_Problem:_ The lines to copy are those holding the string "nodes" in the entries below.

_Data:_
=======
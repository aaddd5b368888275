//! Integration tests for the MetaChar CLI.
//!
//! Each test drives commands against a sheet file in a temporary directory
//! and inspects the file afterwards through `metachar_core`.

// Allow unwrap and panic in tests - these are standard for test code
#![allow(clippy::unwrap_used, clippy::panic)]

use clap::Parser;
use metachar::cli::{self, Cli, CounterAction, Output};
use metachar::config::{Config, TemplateChoice};
use metachar_core::{Direction, Field, MetaCharError, NodeId, NodeKind, PageId, Rgb, Sheet};
use std::path::{Path, PathBuf};
use tempfile::TempDir;

const QUIET: Output = Output {
    json: false,
    quiet: true,
};

// =============================================================================
// HELPER FUNCTIONS
// =============================================================================

/// A temp dir holding a freshly created sheet file.
fn new_sheet(template: TemplateChoice) -> (TempDir, PathBuf) {
    let dir = tempfile::tempdir().unwrap();
    let path = dir.path().join("sheet.txt");
    cli::cmd_new(&path, QUIET, template, false).unwrap();
    (dir, path)
}

fn run(args: &[&str], path: &Path) -> Result<(), MetaCharError> {
    let mut argv = vec!["metachar", "--quiet", "--sheet"];
    let path = path.to_str().unwrap();
    argv.push(path);
    argv.extend_from_slice(args);
    let cli = Cli::try_parse_from(argv).unwrap();
    cli::execute(cli, &Config::default())
}

fn find(sheet: &Sheet, name: &str) -> NodeId {
    sheet
        .registry()
        .iter()
        .find(|(_, node)| node.name == name)
        .map(|(id, _)| id)
        .unwrap()
}

// =============================================================================
// NEW
// =============================================================================

#[test]
fn test_new_writes_template() {
    let (_dir, path) = new_sheet(TemplateChoice::Dnd5e);
    let sheet = Sheet::read_file(&path).unwrap();

    assert_eq!(sheet.pages().len(), 8);
    assert_eq!(sheet.source_version(), Some("0.0"));
    let strength = find(&sheet, "STR");
    assert_eq!(sheet.published_text(strength), Some("11 (+0)"));
}

#[test]
fn test_new_refuses_to_overwrite() {
    let (_dir, path) = new_sheet(TemplateChoice::Empty);
    let result = cli::cmd_new(&path, QUIET, TemplateChoice::Dnd5e, false);
    assert!(matches!(result, Err(MetaCharError::IoError(_))));

    // Still the empty sheet.
    assert_eq!(Sheet::read_file(&path).unwrap().registry().live_count(), 0);

    cli::cmd_new(&path, QUIET, TemplateChoice::Dnd5e, true).unwrap();
    assert!(Sheet::read_file(&path).unwrap().registry().live_count() > 0);
}

#[test]
fn test_commands_need_existing_sheet() {
    let dir = tempfile::tempdir().unwrap();
    let path = dir.path().join("missing.txt");
    let result = cli::cmd_status(&path, QUIET);
    assert!(matches!(result, Err(MetaCharError::IoError(ref m)) if m.contains("metachar new")));
}

// =============================================================================
// EDITING
// =============================================================================

#[test]
fn test_add_set_and_link() {
    let (_dir, path) = new_sheet(TemplateChoice::Empty);

    cli::cmd_add(
        &path,
        QUIET,
        NodeKind::Simple,
        0,
        None,
        &[
            (Field::Name, "Seven".to_string()),
            (Field::Value, "7".to_string()),
            (Field::CalcEligible, "True".to_string()),
        ],
    )
    .unwrap();
    cli::cmd_add(
        &path,
        QUIET,
        NodeKind::Sum,
        0,
        None,
        &[(Field::Name, "Total".to_string())],
    )
    .unwrap();
    cli::cmd_link(&path, QUIET, 1, 0).unwrap();
    cli::cmd_add(
        &path,
        QUIET,
        NodeKind::Simple,
        0,
        Some(1),
        &[(Field::Value, "2".to_string())],
    )
    .unwrap();

    let sheet = Sheet::read_file(&path).unwrap();
    assert_eq!(sheet.value(NodeId(1)), 9);
    assert_eq!(sheet.registry().owner(NodeId(2)), Some(NodeId(1)));
    assert_eq!(sheet.page(PageId(0)).unwrap().nodes(), &[NodeId(0), NodeId(1)]);

    cli::cmd_set(&path, QUIET, 0, Field::Value, "10").unwrap();
    cli::cmd_unlink(&path, QUIET, 1, 0).unwrap();
    let sheet = Sheet::read_file(&path).unwrap();
    assert_eq!(sheet.value(NodeId(0)), 10);
    assert_eq!(sheet.value(NodeId(1)), 2);
}

#[test]
fn test_failed_edit_leaves_file_untouched() {
    let (_dir, path) = new_sheet(TemplateChoice::Empty);
    cli::cmd_add(&path, QUIET, NodeKind::Fraction, 0, None, &[]).unwrap();
    let before = std::fs::read_to_string(&path).unwrap();

    let result = cli::cmd_set(&path, QUIET, 0, Field::Divisor, "0");
    assert!(matches!(result, Err(MetaCharError::ZeroDivisor)));
    let result = cli::cmd_set(&path, QUIET, 0, Field::Text, "words");
    assert!(matches!(
        result,
        Err(MetaCharError::FieldNotApplicable { .. })
    ));
    let result = cli::cmd_link(&path, QUIET, 0, 0);
    assert!(matches!(result, Err(MetaCharError::NotASum(_))));

    assert_eq!(std::fs::read_to_string(&path).unwrap(), before);
}

#[test]
fn test_dividend_and_counter() {
    let (_dir, path) = new_sheet(TemplateChoice::Empty);
    cli::cmd_add(
        &path,
        QUIET,
        NodeKind::Simple,
        0,
        None,
        &[
            (Field::Value, "15".to_string()),
            (Field::CalcEligible, "True".to_string()),
        ],
    )
    .unwrap();
    cli::cmd_add(
        &path,
        QUIET,
        NodeKind::Fraction,
        0,
        None,
        &[(Field::Divisor, "2".to_string())],
    )
    .unwrap();
    cli::cmd_dividend(&path, QUIET, 1, Some(0)).unwrap();
    assert_eq!(Sheet::read_file(&path).unwrap().value(NodeId(1)), 7);

    cli::cmd_set(&path, QUIET, 1, Field::RoundDown, "False").unwrap();
    assert_eq!(Sheet::read_file(&path).unwrap().value(NodeId(1)), 8);

    cli::cmd_dividend(&path, QUIET, 1, None).unwrap();
    assert_eq!(Sheet::read_file(&path).unwrap().value(NodeId(1)), 0);

    cli::cmd_add(
        &path,
        QUIET,
        NodeKind::Counter,
        0,
        None,
        &[(Field::DefaultValue, "5".to_string())],
    )
    .unwrap();
    cli::cmd_counter(&path, QUIET, 2, CounterAction::Dec, 3).unwrap();
    cli::cmd_counter(&path, QUIET, 2, CounterAction::Inc, 1).unwrap();
    assert_eq!(Sheet::read_file(&path).unwrap().value(NodeId(2)), 3);
    cli::cmd_counter(&path, QUIET, 2, CounterAction::Reset, 1).unwrap();
    assert_eq!(Sheet::read_file(&path).unwrap().value(NodeId(2)), 5);
}

#[test]
fn test_delete_cascades_and_renumbers_on_save() {
    let (_dir, path) = new_sheet(TemplateChoice::Empty);
    cli::cmd_add(
        &path,
        QUIET,
        NodeKind::Simple,
        0,
        None,
        &[(Field::Name, "Keep".to_string())],
    )
    .unwrap();
    cli::cmd_add(&path, QUIET, NodeKind::Ability, 0, None, &[]).unwrap();
    cli::cmd_add(
        &path,
        QUIET,
        NodeKind::Simple,
        0,
        None,
        &[(Field::Name, "Last".to_string())],
    )
    .unwrap();

    let sheet = Sheet::read_file(&path).unwrap();
    assert_eq!(sheet.registry().live_count(), 4);
    assert_eq!(find(&sheet, "Base score"), NodeId(2));
    assert_eq!(find(&sheet, "Last"), NodeId(3));

    // The ability and its base score go together.
    cli::cmd_delete(&path, QUIET, 1).unwrap();
    let sheet = Sheet::read_file(&path).unwrap();
    assert_eq!(sheet.registry().live_count(), 2);
    assert_eq!(find(&sheet, "Keep"), NodeId(0));
    assert_eq!(find(&sheet, "Last"), NodeId(1));

    let result = cli::cmd_delete(&path, QUIET, 5);
    assert!(matches!(result, Err(MetaCharError::OutOfRange { index: 5, .. })));
}

// =============================================================================
// PAGES
// =============================================================================

#[test]
fn test_pages_move_reorder_and_color() {
    let (_dir, path) = new_sheet(TemplateChoice::Empty);
    for name in ["A", "B", "C"] {
        cli::cmd_add(
            &path,
            QUIET,
            NodeKind::Plain,
            0,
            None,
            &[(Field::Name, name.to_string())],
        )
        .unwrap();
    }

    cli::cmd_move(&path, QUIET, 2, Direction::Up).unwrap();
    let sheet = Sheet::read_file(&path).unwrap();
    let names: Vec<&str> = sheet
        .page(PageId(0))
        .unwrap()
        .nodes()
        .iter()
        .map(|id| sheet.node(*id).unwrap().name.as_str())
        .collect();
    assert_eq!(names, vec!["A", "C", "B"]);

    cli::cmd_reorder(&path, QUIET, 0, &[2, 1, 0]).unwrap();
    let sheet = Sheet::read_file(&path).unwrap();
    let names: Vec<&str> = sheet
        .page(PageId(0))
        .unwrap()
        .nodes()
        .iter()
        .map(|id| sheet.node(*id).unwrap().name.as_str())
        .collect();
    assert_eq!(names, vec!["B", "C", "A"]);

    let result = cli::cmd_reorder(&path, QUIET, 0, &[0, 0, 1]);
    assert!(matches!(
        result,
        Err(MetaCharError::InvalidPermutation(PageId(0)))
    ));

    cli::cmd_add_page(&path, QUIET, Some(Rgb::new(0.25, 0.5, 1.0))).unwrap();
    cli::cmd_color(&path, QUIET, 0, Rgb::new(1.0, 0.0, 0.0)).unwrap();
    let sheet = Sheet::read_file(&path).unwrap();
    assert_eq!(sheet.pages().len(), 2);
    assert_eq!(sheet.pages()[0].color, Rgb::new(1.0, 0.0, 0.0));
    assert_eq!(sheet.pages()[1].color, Rgb::new(0.25, 0.5, 1.0));
    assert!(sheet.pages()[1].nodes().is_empty());
}

// =============================================================================
// ARGUMENT PARSING END TO END
// =============================================================================

#[test]
fn test_execute_parsed_commands() {
    let (_dir, path) = new_sheet(TemplateChoice::Empty);

    run(&["add", "simple", "-f", "name=Dex", "-f", "value=-1", "-f", "calc=True"], &path).unwrap();
    run(&["add", "sum", "-f", "name=Init", "-f", "signed=True"], &path).unwrap();
    run(&["link", "1", "0"], &path).unwrap();
    run(&["set", "0", "value", "-3"], &path).unwrap();

    let sheet = Sheet::read_file(&path).unwrap();
    assert_eq!(sheet.published_text(NodeId(1)), Some("-3"));

    run(&["set", "0", "value", "2"], &path).unwrap();
    let sheet = Sheet::read_file(&path).unwrap();
    assert_eq!(sheet.published_text(NodeId(1)), Some("+2"));

    run(&["check"], &path).unwrap();
    run(&["show", "--node", "1"], &path).unwrap();
    run(&["show", "--page", "0"], &path).unwrap();
    run(&["status"], &path).unwrap();
    run(&["candidates"], &path).unwrap();
    run(&["fields", "fraction"], &path).unwrap();
    run(&[], &path).unwrap();

    let result = run(&["show", "--page", "3"], &path);
    assert!(matches!(result, Err(MetaCharError::PageNotFound(PageId(3)))));
}

#[test]
fn test_config_supplies_sheet_path() {
    let dir = tempfile::tempdir().unwrap();
    let path = dir.path().join("from-config.txt");
    let config = Config::from_toml(&format!(
        "sheet = {:?}\ntemplate = \"empty\"\n",
        path.to_str().unwrap()
    ))
    .unwrap();

    let cli = Cli::try_parse_from(["metachar", "--quiet", "new"]).unwrap();
    cli::execute(cli, &config).unwrap();

    let sheet = Sheet::read_file(&path).unwrap();
    assert_eq!(sheet.registry().live_count(), 0);
    assert_eq!(sheet.pages().len(), 1);
}

#[test]
fn test_sheet_written_by_cli_loads_unchanged() {
    let (_dir, path) = new_sheet(TemplateChoice::Dnd5e);
    let text = std::fs::read_to_string(&path).unwrap();
    assert!(text.starts_with("#MetaChar version 0.0\n\n<masterstatlist>\n\n"));

    cli::cmd_check(&path, QUIET).unwrap();
    let sheet = Sheet::read_file(&path).unwrap();
    assert_eq!(sheet.save(), text);
}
=======
_Result of the task:_
    assert_eq!(sheet.page(PageId(0)).unwrap().nodes(), &[NodeId(0), NodeId(1)]);
        .nodes()
        .nodes()
    assert!(sheet.pages()[1].nodes().is_empty());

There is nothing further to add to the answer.